■ **Task description**:
Go over the listing below line by line and tally those containing "admission". Give only the tally.

——————

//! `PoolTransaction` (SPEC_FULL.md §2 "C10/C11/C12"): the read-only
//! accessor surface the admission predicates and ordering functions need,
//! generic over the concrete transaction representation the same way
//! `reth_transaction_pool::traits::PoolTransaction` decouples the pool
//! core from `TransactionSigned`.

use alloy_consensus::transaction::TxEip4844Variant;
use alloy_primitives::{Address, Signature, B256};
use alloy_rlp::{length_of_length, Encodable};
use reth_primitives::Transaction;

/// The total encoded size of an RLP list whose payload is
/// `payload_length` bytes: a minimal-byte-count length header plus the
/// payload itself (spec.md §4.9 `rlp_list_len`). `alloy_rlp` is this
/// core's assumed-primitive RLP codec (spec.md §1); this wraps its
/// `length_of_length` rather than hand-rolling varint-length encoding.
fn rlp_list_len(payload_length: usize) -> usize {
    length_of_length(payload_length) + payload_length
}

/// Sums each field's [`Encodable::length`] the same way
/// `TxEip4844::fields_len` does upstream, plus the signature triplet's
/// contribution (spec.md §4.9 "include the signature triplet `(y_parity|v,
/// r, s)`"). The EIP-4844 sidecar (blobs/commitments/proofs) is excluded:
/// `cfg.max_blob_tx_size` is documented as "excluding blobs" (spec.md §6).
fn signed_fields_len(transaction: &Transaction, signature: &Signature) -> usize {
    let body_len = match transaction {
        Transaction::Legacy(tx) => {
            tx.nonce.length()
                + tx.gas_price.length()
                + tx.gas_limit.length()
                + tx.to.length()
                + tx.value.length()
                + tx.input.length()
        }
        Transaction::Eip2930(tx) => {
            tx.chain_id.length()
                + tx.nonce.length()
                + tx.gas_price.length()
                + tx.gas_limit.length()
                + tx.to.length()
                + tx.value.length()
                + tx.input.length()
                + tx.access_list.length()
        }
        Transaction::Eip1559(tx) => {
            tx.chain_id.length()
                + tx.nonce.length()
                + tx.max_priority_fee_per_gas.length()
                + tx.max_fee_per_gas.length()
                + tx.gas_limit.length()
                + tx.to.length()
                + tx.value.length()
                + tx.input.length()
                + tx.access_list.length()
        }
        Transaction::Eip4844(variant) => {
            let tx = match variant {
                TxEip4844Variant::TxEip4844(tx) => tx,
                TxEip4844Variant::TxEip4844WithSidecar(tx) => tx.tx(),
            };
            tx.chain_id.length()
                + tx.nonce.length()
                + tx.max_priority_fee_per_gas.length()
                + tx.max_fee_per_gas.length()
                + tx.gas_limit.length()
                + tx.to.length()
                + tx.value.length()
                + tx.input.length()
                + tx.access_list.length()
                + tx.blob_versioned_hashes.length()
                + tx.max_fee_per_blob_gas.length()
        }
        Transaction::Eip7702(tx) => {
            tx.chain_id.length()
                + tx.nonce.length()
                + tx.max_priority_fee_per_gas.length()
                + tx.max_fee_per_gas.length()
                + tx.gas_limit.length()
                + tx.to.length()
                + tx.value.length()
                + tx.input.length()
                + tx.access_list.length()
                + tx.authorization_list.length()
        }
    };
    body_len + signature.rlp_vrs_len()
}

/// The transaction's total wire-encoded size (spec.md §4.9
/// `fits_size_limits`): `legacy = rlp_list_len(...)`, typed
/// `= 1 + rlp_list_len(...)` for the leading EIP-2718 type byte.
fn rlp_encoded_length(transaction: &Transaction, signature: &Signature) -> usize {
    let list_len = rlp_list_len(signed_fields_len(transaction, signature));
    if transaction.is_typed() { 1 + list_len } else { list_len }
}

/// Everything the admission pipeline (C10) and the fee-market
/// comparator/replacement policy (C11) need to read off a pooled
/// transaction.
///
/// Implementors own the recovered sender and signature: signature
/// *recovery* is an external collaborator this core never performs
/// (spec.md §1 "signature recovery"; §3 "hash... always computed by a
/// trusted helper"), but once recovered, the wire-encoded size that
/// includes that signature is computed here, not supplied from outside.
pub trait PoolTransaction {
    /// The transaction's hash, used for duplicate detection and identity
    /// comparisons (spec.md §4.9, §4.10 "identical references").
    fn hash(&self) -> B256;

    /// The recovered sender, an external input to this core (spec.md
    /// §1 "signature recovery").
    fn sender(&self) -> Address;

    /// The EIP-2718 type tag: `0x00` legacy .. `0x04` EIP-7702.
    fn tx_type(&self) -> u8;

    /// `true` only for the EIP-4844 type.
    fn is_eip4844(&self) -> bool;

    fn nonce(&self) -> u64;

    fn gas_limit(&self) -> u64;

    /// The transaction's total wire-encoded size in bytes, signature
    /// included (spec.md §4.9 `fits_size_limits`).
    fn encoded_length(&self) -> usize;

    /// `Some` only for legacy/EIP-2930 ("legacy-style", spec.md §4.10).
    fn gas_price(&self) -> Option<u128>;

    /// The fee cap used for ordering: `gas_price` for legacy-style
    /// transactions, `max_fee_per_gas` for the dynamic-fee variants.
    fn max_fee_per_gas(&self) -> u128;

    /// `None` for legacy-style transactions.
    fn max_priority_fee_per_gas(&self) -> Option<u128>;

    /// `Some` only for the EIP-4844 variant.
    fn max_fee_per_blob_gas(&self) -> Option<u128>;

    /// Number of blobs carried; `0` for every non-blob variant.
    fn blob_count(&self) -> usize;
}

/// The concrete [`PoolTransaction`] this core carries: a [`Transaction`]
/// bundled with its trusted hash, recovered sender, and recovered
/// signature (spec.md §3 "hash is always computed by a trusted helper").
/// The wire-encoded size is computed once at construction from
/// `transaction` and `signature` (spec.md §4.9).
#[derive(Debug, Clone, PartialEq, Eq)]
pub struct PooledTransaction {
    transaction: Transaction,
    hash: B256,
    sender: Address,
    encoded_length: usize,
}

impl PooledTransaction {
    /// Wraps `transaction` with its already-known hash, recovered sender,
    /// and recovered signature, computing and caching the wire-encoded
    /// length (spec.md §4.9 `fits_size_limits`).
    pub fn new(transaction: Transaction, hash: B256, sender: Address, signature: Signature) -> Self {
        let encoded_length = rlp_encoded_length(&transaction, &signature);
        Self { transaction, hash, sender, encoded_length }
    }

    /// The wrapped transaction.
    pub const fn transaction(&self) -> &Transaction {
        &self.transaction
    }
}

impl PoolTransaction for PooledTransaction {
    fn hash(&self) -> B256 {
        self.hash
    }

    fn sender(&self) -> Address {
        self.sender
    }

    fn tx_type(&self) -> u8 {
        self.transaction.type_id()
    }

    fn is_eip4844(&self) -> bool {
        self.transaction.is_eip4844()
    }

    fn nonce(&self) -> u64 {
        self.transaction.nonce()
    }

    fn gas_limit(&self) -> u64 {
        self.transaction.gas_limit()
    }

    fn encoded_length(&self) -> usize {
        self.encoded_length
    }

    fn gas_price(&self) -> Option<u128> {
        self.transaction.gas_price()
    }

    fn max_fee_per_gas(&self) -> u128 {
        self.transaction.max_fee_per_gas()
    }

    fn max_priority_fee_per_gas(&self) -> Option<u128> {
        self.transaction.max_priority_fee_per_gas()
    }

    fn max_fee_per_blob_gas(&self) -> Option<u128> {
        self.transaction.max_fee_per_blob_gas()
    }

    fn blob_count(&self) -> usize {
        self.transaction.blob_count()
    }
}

——————

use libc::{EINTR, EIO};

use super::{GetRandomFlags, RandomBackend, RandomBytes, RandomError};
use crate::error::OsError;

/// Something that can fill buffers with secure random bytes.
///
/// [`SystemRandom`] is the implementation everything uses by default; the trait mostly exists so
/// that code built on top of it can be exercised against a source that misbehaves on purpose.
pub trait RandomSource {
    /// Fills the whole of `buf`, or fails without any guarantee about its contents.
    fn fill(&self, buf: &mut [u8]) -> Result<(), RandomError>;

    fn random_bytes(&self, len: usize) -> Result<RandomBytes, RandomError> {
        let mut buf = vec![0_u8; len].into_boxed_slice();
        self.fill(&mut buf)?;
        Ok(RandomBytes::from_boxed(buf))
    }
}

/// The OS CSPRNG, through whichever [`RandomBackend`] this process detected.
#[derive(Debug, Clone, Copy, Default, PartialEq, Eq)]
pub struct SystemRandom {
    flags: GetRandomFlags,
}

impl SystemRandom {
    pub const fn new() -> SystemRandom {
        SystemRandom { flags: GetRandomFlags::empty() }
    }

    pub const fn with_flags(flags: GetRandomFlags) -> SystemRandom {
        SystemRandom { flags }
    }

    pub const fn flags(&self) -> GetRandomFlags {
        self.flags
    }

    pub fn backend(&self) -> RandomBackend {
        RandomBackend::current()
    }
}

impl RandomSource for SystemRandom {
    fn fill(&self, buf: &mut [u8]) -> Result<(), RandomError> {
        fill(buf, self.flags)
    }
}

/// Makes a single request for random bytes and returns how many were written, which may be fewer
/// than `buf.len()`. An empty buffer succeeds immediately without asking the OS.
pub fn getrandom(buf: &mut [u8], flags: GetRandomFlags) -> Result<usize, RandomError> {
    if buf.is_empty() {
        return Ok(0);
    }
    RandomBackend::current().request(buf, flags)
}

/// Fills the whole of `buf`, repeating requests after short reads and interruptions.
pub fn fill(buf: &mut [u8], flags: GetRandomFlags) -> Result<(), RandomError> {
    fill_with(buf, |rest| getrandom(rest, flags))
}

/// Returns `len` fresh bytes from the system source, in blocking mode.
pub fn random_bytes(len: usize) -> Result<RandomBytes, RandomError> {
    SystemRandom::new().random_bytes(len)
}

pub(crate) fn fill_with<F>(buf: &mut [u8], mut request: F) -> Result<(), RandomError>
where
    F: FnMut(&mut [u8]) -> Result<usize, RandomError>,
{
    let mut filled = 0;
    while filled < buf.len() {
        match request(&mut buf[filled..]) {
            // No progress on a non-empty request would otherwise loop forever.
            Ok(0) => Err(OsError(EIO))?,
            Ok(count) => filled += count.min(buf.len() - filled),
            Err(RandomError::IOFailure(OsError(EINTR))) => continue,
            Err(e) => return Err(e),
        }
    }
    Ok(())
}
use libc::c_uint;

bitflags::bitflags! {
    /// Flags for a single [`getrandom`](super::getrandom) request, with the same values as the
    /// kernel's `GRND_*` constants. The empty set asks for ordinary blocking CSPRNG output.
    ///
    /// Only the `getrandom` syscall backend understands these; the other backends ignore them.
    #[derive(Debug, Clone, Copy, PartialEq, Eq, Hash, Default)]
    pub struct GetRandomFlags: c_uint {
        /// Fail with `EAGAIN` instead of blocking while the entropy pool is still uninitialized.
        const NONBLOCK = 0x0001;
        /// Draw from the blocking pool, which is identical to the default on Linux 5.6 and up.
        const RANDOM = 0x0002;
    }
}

——————

■ **Answer for this exercise**:
2